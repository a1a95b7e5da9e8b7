//! Sync Engine - Reconciles cached release snapshots with the upstream provider
//!
//! A sync is split into two independent steps: a read-only fetch through the
//! [`ReleaseSource`] and a conditional write through the [`RepoStore`]. The
//! decision between them is made by [`detect_change`], which compares release
//! ids only. Tags can be reused and releases can be renamed, so neither the tag
//! nor the timestamp is a reliable key.

use futures::stream::{self, StreamExt};
use std::sync::Arc;
use std::time::{Duration, Instant};
use tracing::{debug, info, warn};

use crate::error::{Result, TrackerError};
use crate::model::{ReleaseSnapshot, TrackedRepository};
use crate::source::ReleaseSource;
use crate::store::RepoStore;

/// How a fetched release relates to the cached one
#[derive(Debug, Clone, PartialEq, Eq)]
pub enum ReleaseChange {
    /// Nothing was cached before
    First,
    /// A different release replaced the cached one
    Updated { previous_release_id: String },
    /// The cached release is still the latest
    Unchanged,
}

impl ReleaseChange {
    pub fn is_change(&self) -> bool {
        !matches!(self, ReleaseChange::Unchanged)
    }
}

/// Compare a fetched release with the cached snapshot by release id
pub fn detect_change(cached: Option<&ReleaseSnapshot>, fetched: &ReleaseSnapshot) -> ReleaseChange {
    match cached {
        None => ReleaseChange::First,
        Some(cached) if cached.release_id == fetched.release_id => ReleaseChange::Unchanged,
        Some(cached) => ReleaseChange::Updated {
            previous_release_id: cached.release_id.clone(),
        },
    }
}

/// Result of syncing a single repository
#[derive(Debug, Clone, PartialEq, Eq)]
pub struct SyncOutcome {
    pub repository: TrackedRepository,
    pub change: ReleaseChange,
}

/// Per-repository status within a sync-all run
#[derive(Debug, Clone, PartialEq, Eq)]
pub enum RepoSyncStatus {
    Updated { tag: String },
    Unchanged,
    NoRelease,
    Failed { error: String, retryable: bool },
}

#[derive(Debug, Clone)]
pub struct RepoSyncResult {
    pub id: i64,
    pub full_name: String,
    pub status: RepoSyncStatus,
}

/// Results from syncing every tracked repository
#[derive(Debug, Clone)]
pub struct SyncSummary {
    pub total_repositories: usize,
    pub updated: usize,
    pub unchanged: usize,
    pub no_release: usize,
    pub failed: usize,
    pub duration: Duration,
    pub results: Vec<RepoSyncResult>,
}

/// Reconciliation engine for tracked repositories
#[derive(Clone)]
pub struct SyncEngine {
    store: Arc<RepoStore>,
    source: Arc<dyn ReleaseSource>,
    max_parallel: usize,
}

impl SyncEngine {
    pub fn new(store: Arc<RepoStore>, source: Arc<dyn ReleaseSource>, max_parallel: usize) -> Self {
        Self {
            store,
            source,
            max_parallel: max_parallel.max(1),
        }
    }

    /// Bring one repository's cached release up to date.
    ///
    /// Fails with `NotFound` for an unknown id, `UpstreamUnavailable` when the
    /// provider cannot be reached and `NoReleaseFound` when the repository has
    /// no release. None of these failures write anything.
    pub async fn sync_repository(&self, id: i64) -> Result<SyncOutcome> {
        let repo = self.store.get_by_id(id)?.ok_or(TrackerError::NotFound(id))?;
        let identity = repo.identity();

        let fetched = self
            .source
            .fetch_latest_release(&identity)
            .await?
            .ok_or_else(|| TrackerError::NoReleaseFound(identity.full_name()))?;

        let change = detect_change(repo.latest_release.as_ref(), &fetched);
        if !change.is_change() {
            debug!("{} is still at {}", identity, fetched.tag);
            return Ok(SyncOutcome {
                repository: repo,
                change,
            });
        }

        let (repository, written) = self.store.update_release_if_changed(id, &fetched)?;
        if !written {
            // A concurrent sync stored the same release first
            debug!("{} was already updated to {}", identity, fetched.tag);
            return Ok(SyncOutcome {
                repository,
                change: ReleaseChange::Unchanged,
            });
        }

        info!("New release for {}: {}", identity, fetched.tag);
        Ok(SyncOutcome { repository, change })
    }

    /// Sync every tracked repository, at most `max_parallel` at a time.
    ///
    /// Failures are recorded per repository and do not stop the run.
    pub async fn sync_all(&self) -> Result<SyncSummary> {
        let start_time = Instant::now();
        let repos = self.store.list_all()?;

        info!(
            "Syncing {} repositories with {} (max {} parallel)",
            repos.len(),
            self.source.provider_name(),
            self.max_parallel
        );

        let mut results: Vec<RepoSyncResult> = stream::iter(repos)
            .map(|repo| async move {
                let status = match self.sync_repository(repo.id).await {
                    Ok(outcome) if outcome.change.is_change() => RepoSyncStatus::Updated {
                        tag: outcome
                            .repository
                            .latest_release
                            .map(|release| release.tag)
                            .unwrap_or_default(),
                    },
                    Ok(_) => RepoSyncStatus::Unchanged,
                    Err(TrackerError::NoReleaseFound(_)) => RepoSyncStatus::NoRelease,
                    Err(e) => {
                        warn!("Failed to sync {}: {}", repo.full_name(), e);
                        RepoSyncStatus::Failed {
                            retryable: e.is_retryable(),
                            error: e.to_string(),
                        }
                    }
                };

                RepoSyncResult {
                    id: repo.id,
                    full_name: repo.full_name(),
                    status,
                }
            })
            .buffer_unordered(self.max_parallel)
            .collect()
            .await;

        results.sort_by_key(|result| result.id);

        let summary = compile_summary(results, start_time.elapsed());

        info!(
            "Sync completed in {:.2}s: {} updated, {} unchanged, {} without release, {} failed",
            summary.duration.as_secs_f64(),
            summary.updated,
            summary.unchanged,
            summary.no_release,
            summary.failed
        );

        Ok(summary)
    }
}

fn compile_summary(results: Vec<RepoSyncResult>, duration: Duration) -> SyncSummary {
    let count = |pred: fn(&RepoSyncStatus) -> bool| results.iter().filter(|r| pred(&r.status)).count();

    SyncSummary {
        total_repositories: results.len(),
        updated: count(|s| matches!(s, RepoSyncStatus::Updated { .. })),
        unchanged: count(|s| matches!(s, RepoSyncStatus::Unchanged)),
        no_release: count(|s| matches!(s, RepoSyncStatus::NoRelease)),
        failed: count(|s| matches!(s, RepoSyncStatus::Failed { .. })),
        duration,
        results,
    }
}
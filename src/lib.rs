//! reltrack - Track GitHub repositories and their latest releases
//!
//! reltrack keeps a local SQLite record of the repositories a user follows and
//! the latest release each one has published. Releases are refreshed on demand,
//! and every newly detected release is flagged as unseen until the user
//! acknowledges it.
//!
//! ## Modules
//!
//! - [`identity`]: Parsing repository URLs and owner/name references
//! - [`source`]: The release source trait; [`github`] implements it with octocrab
//! - [`store`]: SQLite persistence of tracked repositories
//! - [`sync`]: Release change detection and reconciliation
//! - [`tracker`]: The operations exposed to callers
//! - [`config`]: YAML configuration with XDG locations

pub mod config;
pub mod error;
pub mod github;
pub mod identity;
pub mod model;
pub mod source;
pub mod store;
pub mod sync;
pub mod tracker;

pub use config::Config;
pub use error::TrackerError;
pub use github::GitHubClient;
pub use identity::{IdentityResolver, RepoIdentity};
pub use model::{ReleaseSnapshot, RepositoryView, TrackedRepository};
pub use source::{ReleaseSource, UpstreamRepository};
pub use store::RepoStore;
pub use sync::{ReleaseChange, SyncEngine, SyncOutcome, SyncSummary};
pub use tracker::{Tracker, TrackerOptions};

══════════

* [Task statement]:
A single number is the answer: the count of lines above that include the string "struct".

* [Response to this task]:
4